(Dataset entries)
○ ○ ○ ○ ○ ○ ○

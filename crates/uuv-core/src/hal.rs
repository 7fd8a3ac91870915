use crate::{Quat, Vec3};

/// Handle of a rigid body owned by a physics backend. Only backends mint
/// them.
#[derive(Debug, Clone, Copy, PartialEq, Eq, Hash)]
pub struct BodyId(pub(crate) usize);

/// Frame in which a force/torque and its application point are expressed.
#[derive(Debug, Clone, Copy, PartialEq, Eq)]
pub enum Frame {
    /// Body frame: vector and point rotate with the body, point relative to
    /// the centre of mass.
    Local,
    /// World frame: vector and point in world coordinates.
    World,
}

#[derive(Debug, Clone, Copy, PartialEq)]
pub struct Pose {
    pub position: Vec3,
    pub orientation: Quat,
}

impl Pose {
    pub fn new(position: Vec3, orientation: Quat) -> Self {
        Self {
            position,
            orientation,
        }
    }
}

impl Default for Pose {
    fn default() -> Self {
        Self::new(Vec3::zeros(), Quat::identity())
    }
}

/// Linear and angular velocity, both in the world frame.
#[derive(Debug, Clone, Copy, PartialEq, Default)]
pub struct Twist {
    pub linear: Vec3,
    pub angular: Vec3,
}

impl Twist {
    pub fn new(linear: Vec3, angular: Vec3) -> Self {
        Self { linear, angular }
    }
}

/// Ray-cast fraction reported when nothing is hit.
pub const RAY_MISS: f64 = 1.0;

/// The surface of a rigid-body engine the simulation relies on.
///
/// Forces and torques accumulate until the next [`step_simulation`] and are
/// cleared by it.
///
/// [`step_simulation`]: PhysicsBackend::step_simulation
pub trait PhysicsBackend {
    fn pose(&self, body: BodyId) -> Pose;
    fn velocity(&self, body: BodyId) -> Twist;
    fn apply_force(&mut self, body: BodyId, force: Vec3, at: Vec3, frame: Frame);
    fn apply_torque(&mut self, body: BodyId, torque: Vec3, frame: Frame);
    /// Fraction in `[0, 1]` along `from → to` of the first hit, [`RAY_MISS`]
    /// when there is none.
    fn ray_cast(&self, from: Vec3, to: Vec3) -> f64;
    fn set_time_step(&mut self, seconds: f64);
    fn step_simulation(&mut self);

    /// Teleport a body. Test and scenario setup only.
    fn reset_pose(&mut self, body: BodyId, pose: Pose);
    /// Overwrite a body's velocity. Test and scenario setup only.
    fn reset_velocity(&mut self, body: BodyId, twist: Twist);
}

○ ○ ○ ○ ○ ○ ○

What you will do
Where a line above holds the string "Clone", show that line.

Expected answer
#[derive(Debug, Clone, Copy, PartialEq, Eq, Hash)]
#[derive(Debug, Clone, Copy, PartialEq, Eq)]
#[derive(Debug, Clone, Copy, PartialEq)]
#[derive(Debug, Clone, Copy, PartialEq, Default)]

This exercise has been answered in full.